An untreated coil, however, is ineffective in transporting I.sub.2 into the 
bath. Rather, sodium hydroxide leaks into the feed side, causing the 
I.sub.2 to disproportionate to anionic species I.sup.- and IO.sub.3.sup.- 
which are effectively blocked by the cation-exchange membrane. 
This experiment demonstrates the utility of these composite membranes as a 
means of extracting and concentrating iodine. They are superior in flux, 
compared to a totally organic membrane such as polyethylene. 
Example 5 
The preceding experiments were repeated utilizing a polyvinylbenzyl 
trimethyl ammonium chloride cationic polymer. The result shows that this 
polymer did not possess the required high flux rates nor high selectivity 
characteristics of the amphiphilic polymer of the present invention. 
It is not intended to limit the present invention to specific embodiments 
described above.
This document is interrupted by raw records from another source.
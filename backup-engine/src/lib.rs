//! Backup Engine Library
//!
//! Verifiable file-tree archives: create, restore, verify, list, delete and
//! retention cleanup over a pluggable storage backend.

pub mod archive;
pub mod clock;
pub mod config;
pub mod executor;
pub mod fs;
pub mod storage;
pub mod transfer;
pub mod utils;

// Re-export commonly used types
pub use archive::{ArchiveKind, ArchiveMetadata, BackupOptions, FileRecord};
pub use clock::{Clock, ManualClock, SystemClock};
pub use config::EngineSettings;
pub use executor::{BackupService, CleanupReport, RestoreSummary, VerifySummary};
pub use storage::{ArchiveStore, LocalStorage};
pub use utils::errors::{BackupError, ErrorKind};
pub type Result<T> = std::result::Result<T, BackupError>;
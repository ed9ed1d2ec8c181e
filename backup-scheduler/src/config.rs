//! Configuration for the scheduler daemon.
//!
//! Loads configuration from a TOML file with environment variable overrides.

use anyhow::Context;
use backup_engine::archive::options::MAX_RETENTION_DAYS;
use backup_engine::EngineSettings;
use serde::{Deserialize, Serialize};
use std::path::{Path, PathBuf};
use std::time::Duration;

#[derive(Debug, Clone, Default, Serialize, Deserialize)]
pub struct Config {
    #[serde(default)]
    pub storage: StorageConfig,
    #[serde(default)]
    pub scheduler: SchedulerConfig,
    #[serde(default)]
    pub engine: EngineSettings,
    #[serde(default)]
    pub log: LogConfig,
}

#[derive(Debug, Clone, Serialize, Deserialize)]
pub struct StorageConfig {
    /// Directory holding one subdirectory per archive
    #[serde(default = "default_base_dir")]
    pub base_dir: PathBuf,
}

#[derive(Debug, Clone, Serialize, Deserialize)]
pub struct SchedulerConfig {
    /// JSON document holding the schedule registry
    #[serde(default = "default_state_file")]
    pub state_file: PathBuf,

    /// How long in-flight backups may run after a shutdown signal
    #[serde(default = "default_shutdown_grace_secs")]
    pub shutdown_grace_secs: u64,
}

#[derive(Debug, Clone, Serialize, Deserialize)]
pub struct LogConfig {
    /// Log level (trace, debug, info, warn, error)
    #[serde(default = "default_log_level")]
    pub level: String,

    /// Also append logs to this file
    #[serde(default)]
    pub file: Option<PathBuf>,
}

// Default values
fn default_base_dir() -> PathBuf {
    PathBuf::from("/var/lib/backup/archives")
}

fn default_state_file() -> PathBuf {
    PathBuf::from("/var/lib/backup/schedules.json")
}

fn default_shutdown_grace_secs() -> u64 {
    30
}

fn default_log_level() -> String {
    "info".to_string()
}

impl Default for StorageConfig {
    fn default() -> Self {
        Self {
            base_dir: default_base_dir(),
        }
    }
}

impl Default for SchedulerConfig {
    fn default() -> Self {
        Self {
            state_file: default_state_file(),
            shutdown_grace_secs: default_shutdown_grace_secs(),
        }
    }
}

impl Default for LogConfig {
    fn default() -> Self {
        Self {
            level: default_log_level(),
            file: None,
        }
    }
}

impl SchedulerConfig {
    pub fn shutdown_grace(&self) -> Duration {
        Duration::from_secs(self.shutdown_grace_secs)
    }
}

impl Config {
    /// Load configuration from a TOML file
    pub fn from_file(path: &Path) -> anyhow::Result<Self> {
        let content = std::fs::read_to_string(path)
            .with_context(|| format!("failed to read config file {}", path.display()))?;
        let config: Config = toml::from_str(&content)
            .with_context(|| format!("failed to parse config file {}", path.display()))?;
        Ok(config)
    }

    /// File (or defaults), then `.env`, then process environment.
    pub fn load(path: Option<&Path>) -> anyhow::Result<Self> {
        let _ = dotenvy::dotenv();

        let mut config = match path {
            Some(path) => Self::from_file(path)?,
            None => Self::default(),
        };
        config.apply_env(|key| std::env::var(key).ok())?;
        Ok(config)
    }

    /// Apply `BACKUP_BASE_DIR`, `BACKUP_STATE_FILE`, `BACKUP_RETENTION_DAYS`,
    /// `LOG_LEVEL` and `BACKUP_LOG_FILE`.
    pub fn apply_env<F>(&mut self, lookup: F) -> anyhow::Result<()>
    where
        F: Fn(&str) -> Option<String>,
    {
        if let Some(dir) = lookup("BACKUP_BASE_DIR") {
            self.storage.base_dir = PathBuf::from(dir);
        }
        if let Some(file) = lookup("BACKUP_STATE_FILE") {
            self.scheduler.state_file = PathBuf::from(file);
        }
        if let Some(days) = lookup("BACKUP_RETENTION_DAYS") {
            self.engine.default_retention_days = days
                .trim()
                .parse()
                .with_context(|| format!("BACKUP_RETENTION_DAYS must be a whole number of days, got '{}'", days))?;
        }
        if let Some(level) = lookup("LOG_LEVEL") {
            self.log.level = level;
        }
        if let Some(file) = lookup("BACKUP_LOG_FILE") {
            self.log.file = Some(PathBuf::from(file));
        }

        anyhow::ensure!(
            self.engine.default_retention_days <= MAX_RETENTION_DAYS,
            "default retention of {} days exceeds the maximum of {}",
            self.engine.default_retention_days,
            MAX_RETENTION_DAYS
        );
        Ok(())
    }
}
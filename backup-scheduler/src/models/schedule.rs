use backup_engine::{ArchiveMetadata, BackupError, BackupOptions, ErrorKind};
use chrono::{DateTime, Utc};
use serde::{Deserialize, Serialize};

// ── Schedule ──

/// A persisted schedule: what to back up and when.
#[derive(Debug, Clone, PartialEq, Serialize, Deserialize)]
#[serde(rename_all = "camelCase")]
pub struct Schedule {
    pub id: String,
    pub options: BackupOptions,
    pub cron: String,
    #[serde(default = "default_enabled")]
    pub enabled: bool,
    #[serde(default)]
    pub last_run_at: Option<DateTime<Utc>>,
    #[serde(default)]
    pub last_result: Option<RunOutcome>,
}

fn default_enabled() -> bool {
    true
}

impl Schedule {
    pub fn new(id: impl Into<String>, options: BackupOptions, cron: impl Into<String>) -> Self {
        Self {
            id: id.into(),
            options,
            cron: cron.into(),
            enabled: true,
            last_run_at: None,
            last_result: None,
        }
    }
}

/// Result of the most recent dispatched run.
#[derive(Debug, Clone, PartialEq, Eq, Serialize, Deserialize)]
#[serde(tag = "status", rename_all = "camelCase")]
pub enum RunOutcome {
    #[serde(rename_all = "camelCase")]
    Ok { archive_id: String },
    #[serde(rename_all = "camelCase")]
    Failed { kind: ErrorKind, error: String },
}

impl RunOutcome {
    pub fn from_result(result: &Result<ArchiveMetadata, BackupError>) -> Self {
        match result {
            Ok(metadata) => RunOutcome::Ok {
                archive_id: metadata.id.clone(),
            },
            Err(e) => RunOutcome::Failed {
                kind: e.kind(),
                error: e.to_string(),
            },
        }
    }

    pub fn is_ok(&self) -> bool {
        matches!(self, RunOutcome::Ok { .. })
    }
}

// ── ScheduleView ──

/// Point-in-time snapshot of a schedule for callers.
#[derive(Debug, Clone, PartialEq, Serialize)]
#[serde(rename_all = "camelCase")]
pub struct ScheduleView {
    #[serde(flatten)]
    pub schedule: Schedule,
    pub running: bool,
    /// Next cron occurrence; `None` while disabled
    pub next_run_at: Option<DateTime<Utc>>,
}
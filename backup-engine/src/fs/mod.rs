//! File system helpers: tree walking and timestamp preservation.

pub mod metadata;
pub mod walker;
//! Logging configuration using tracing.

use std::fs::OpenOptions;
use std::path::Path;
use std::sync::Mutex;
use tracing_subscriber::{fmt, layer::SubscriberExt, util::SubscriberInitExt, EnvFilter};

/// Initialize logging with the specified level, optionally mirroring output
/// to an append-only file.
pub fn init(level: &str, file: Option<&Path>) -> anyhow::Result<()> {
    let filter = EnvFilter::try_from_default_env()
        .or_else(|_| EnvFilter::try_new(level))
        .unwrap_or_else(|_| EnvFilter::new("info"));

    let file_layer = match file {
        Some(path) => {
            if let Some(parent) = path.parent().filter(|p| !p.as_os_str().is_empty()) {
                std::fs::create_dir_all(parent)?;
            }
            let file = OpenOptions::new().create(true).append(true).open(path)?;
            Some(fmt::layer().with_ansi(false).with_writer(Mutex::new(file)))
        }
        None => None,
    };

    tracing_subscriber::registry()
        .with(filter)
        .with(fmt::layer())
        .with(file_layer)
        .try_init()?;

    Ok(())
}
//! Graceful shutdown handling for SIGTERM and SIGINT.

use tokio::signal;
use tokio::sync::broadcast;
use tracing::{info, warn};

/// Shutdown coordinator
pub struct ShutdownCoordinator {
    shutdown_tx: broadcast::Sender<()>,
}

impl ShutdownCoordinator {
    /// Create a new shutdown coordinator
    pub fn new() -> Self {
        let (shutdown_tx, _) = broadcast::channel(1);
        Self { shutdown_tx }
    }

    /// Get a shutdown receiver
    pub fn subscribe(&self) -> broadcast::Receiver<()> {
        self.shutdown_tx.subscribe()
    }

    /// Notify subscribers without waiting for a signal
    pub fn trigger(&self) {
        // No subscribers is fine
        let _ = self.shutdown_tx.send(());
    }

    /// Wait for shutdown signal (SIGTERM or SIGINT), then notify subscribers
    pub async fn wait_for_signal(&self) {
        let ctrl_c = async {
            if let Err(e) = signal::ctrl_c().await {
                warn!(error = %e, "Failed to listen for Ctrl+C");
                std::future::pending::<()>().await;
            }
        };

        #[cfg(unix)]
        let terminate = async {
            match signal::unix::signal(signal::unix::SignalKind::terminate()) {
                Ok(mut sigterm) => {
                    sigterm.recv().await;
                }
                Err(e) => {
                    warn!(error = %e, "Failed to listen for SIGTERM");
                    std::future::pending::<()>().await;
                }
            }
        };

        #[cfg(not(unix))]
        let terminate = std::future::pending::<()>();

        tokio::select! {
            _ = ctrl_c => {
                info!("Received SIGINT (Ctrl+C), initiating graceful shutdown...");
            }
            _ = terminate => {
                info!("Received SIGTERM, initiating graceful shutdown...");
            }
        }

        self.trigger();
    }
}

impl Default for ShutdownCoordinator {
    fn default() -> Self {
        Self::new()
    }
}
//! Streaming helpers for moving archive content.

pub mod hashing_reader;

pub use hashing_reader::{sha256_hex, HashingReader};
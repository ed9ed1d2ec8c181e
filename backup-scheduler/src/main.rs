//! Backup Scheduler - Main entry point
//!
//! Runs registered backup schedules against local archive storage until
//! SIGINT or SIGTERM.

use anyhow::Result;
use backup_engine::{BackupService, Clock, LocalStorage, SystemClock};
use backup_scheduler::{logger, shutdown::ShutdownCoordinator, Config, Scheduler, StateStore};
use clap::Parser;
use std::path::PathBuf;
use std::sync::Arc;

#[derive(Parser, Debug)]
#[command(author, version, about, long_about = None)]
struct Args {
    /// Path to configuration file
    #[arg(short, long, value_name = "FILE")]
    config: Option<PathBuf>,

    /// Log level (trace, debug, info, warn, error)
    #[arg(short, long)]
    log_level: Option<String>,
}

#[tokio::main]
async fn main() -> Result<()> {
    let args = Args::parse();

    // Load configuration
    let config = Config::load(args.config.as_deref())?;

    // Initialize logging
    let log_level = args.log_level.as_deref().unwrap_or(&config.log.level);
    logger::init(log_level, config.log.file.as_deref())?;

    tracing::info!(
        base_dir = %config.storage.base_dir.display(),
        state_file = %config.scheduler.state_file.display(),
        "Starting backup-scheduler v{}",
        env!("CARGO_PKG_VERSION")
    );

    let storage = LocalStorage::open(&config.storage.base_dir).await?;
    let clock: Arc<dyn Clock> = Arc::new(SystemClock);
    let engine = Arc::new(BackupService::new(Arc::new(storage), clock.clone(), config.engine.clone()));

    // Startup sweep: expired archives and leftovers from an earlier crash
    match engine.cleanup().await {
        Ok(report) => tracing::info!(
            expired = report.expired.len(),
            orphans = report.orphans.len(),
            failures = report.failures.len(),
            "Startup cleanup finished"
        ),
        Err(e) => tracing::warn!("Startup cleanup failed: {}", e),
    }

    let scheduler = Scheduler::load(engine, clock, StateStore::new(&config.scheduler.state_file)).await?;
    scheduler.start();

    let shutdown_coordinator = Arc::new(ShutdownCoordinator::new());
    let mut shutdown_rx = shutdown_coordinator.subscribe();
    let signal_coordinator = shutdown_coordinator.clone();
    tokio::spawn(async move { signal_coordinator.wait_for_signal().await });

    let _ = shutdown_rx.recv().await;

    tracing::info!("Shutting down...");
    scheduler.shutdown(config.scheduler.shutdown_grace()).await;
    tracing::info!("Scheduler stopped");

    Ok(())
}
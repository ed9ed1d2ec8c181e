//! Error taxonomy for backup, restore, verification and scheduling.

use serde::{Deserialize, Serialize};
use std::fmt;
use std::path::PathBuf;
use thiserror::Error;

#[derive(Error, Debug)]
pub enum BackupError {
    #[error("Invalid option: {0}")]
    InvalidOption(String),

    #[error("Not found: {0}")]
    NotFound(String),

    #[error("Duplicate id: {0}")]
    DuplicateId(String),

    #[error("Invalid cron expression: {0}")]
    InvalidCron(String),

    #[error("Read error at {}: {source}", path.display())]
    Read {
        path: PathBuf,
        #[source]
        source: std::io::Error,
    },

    #[error("Write error at {}: {source}", path.display())]
    Write {
        path: PathBuf,
        #[source]
        source: std::io::Error,
    },

    #[error("Integrity error in {path}: {detail}")]
    Integrity { path: String, detail: String },

    #[error("Restore error at {path}: {detail}")]
    Restore { path: String, detail: String },

    #[error("Operation cancelled")]
    Cancelled,

    #[error("Backend error: {0}")]
    Backend(String),
}

/// Closed set of error kinds exposed on the control surface and persisted
/// with schedule outcomes.
#[derive(Debug, Clone, Copy, PartialEq, Eq, Serialize, Deserialize)]
#[serde(rename_all = "camelCase")]
pub enum ErrorKind {
    InvalidOption,
    NotFound,
    DuplicateId,
    InvalidCron,
    ReadError,
    WriteError,
    IntegrityError,
    RestoreError,
    Cancelled,
    BackendError,
}

impl BackupError {
    pub fn kind(&self) -> ErrorKind {
        match self {
            BackupError::InvalidOption(_) => ErrorKind::InvalidOption,
            BackupError::NotFound(_) => ErrorKind::NotFound,
            BackupError::DuplicateId(_) => ErrorKind::DuplicateId,
            BackupError::InvalidCron(_) => ErrorKind::InvalidCron,
            BackupError::Read { .. } => ErrorKind::ReadError,
            BackupError::Write { .. } => ErrorKind::WriteError,
            BackupError::Integrity { .. } => ErrorKind::IntegrityError,
            BackupError::Restore { .. } => ErrorKind::RestoreError,
            BackupError::Cancelled => ErrorKind::Cancelled,
            BackupError::Backend(_) => ErrorKind::BackendError,
        }
    }

    pub(crate) fn read(path: impl Into<PathBuf>, source: std::io::Error) -> Self {
        BackupError::Read {
            path: path.into(),
            source,
        }
    }

    pub(crate) fn write(path: impl Into<PathBuf>, source: std::io::Error) -> Self {
        BackupError::Write {
            path: path.into(),
            source,
        }
    }
}

impl fmt::Display for ErrorKind {
    fn fmt(&self, f: &mut fmt::Formatter<'_>) -> fmt::Result {
        let name = match self {
            ErrorKind::InvalidOption => "InvalidOption",
            ErrorKind::NotFound => "NotFound",
            ErrorKind::DuplicateId => "DuplicateId",
            ErrorKind::InvalidCron => "InvalidCron",
            ErrorKind::ReadError => "ReadError",
            ErrorKind::WriteError => "WriteError",
            ErrorKind::IntegrityError => "IntegrityError",
            ErrorKind::RestoreError => "RestoreError",
            ErrorKind::Cancelled => "Cancelled",
            ErrorKind::BackendError => "BackendError",
        };
        f.write_str(name)
    }
}

pub type Result<T> = std::result::Result<T, BackupError>;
It is recognized that other changes may be made in the 
formulation and methods of application and product thereof specifically 
described herein without deviating from the scope and teachings of the 
present invention. It is intended to encompass all other embodiments, 
alternatives and modifications consistent with the present invention.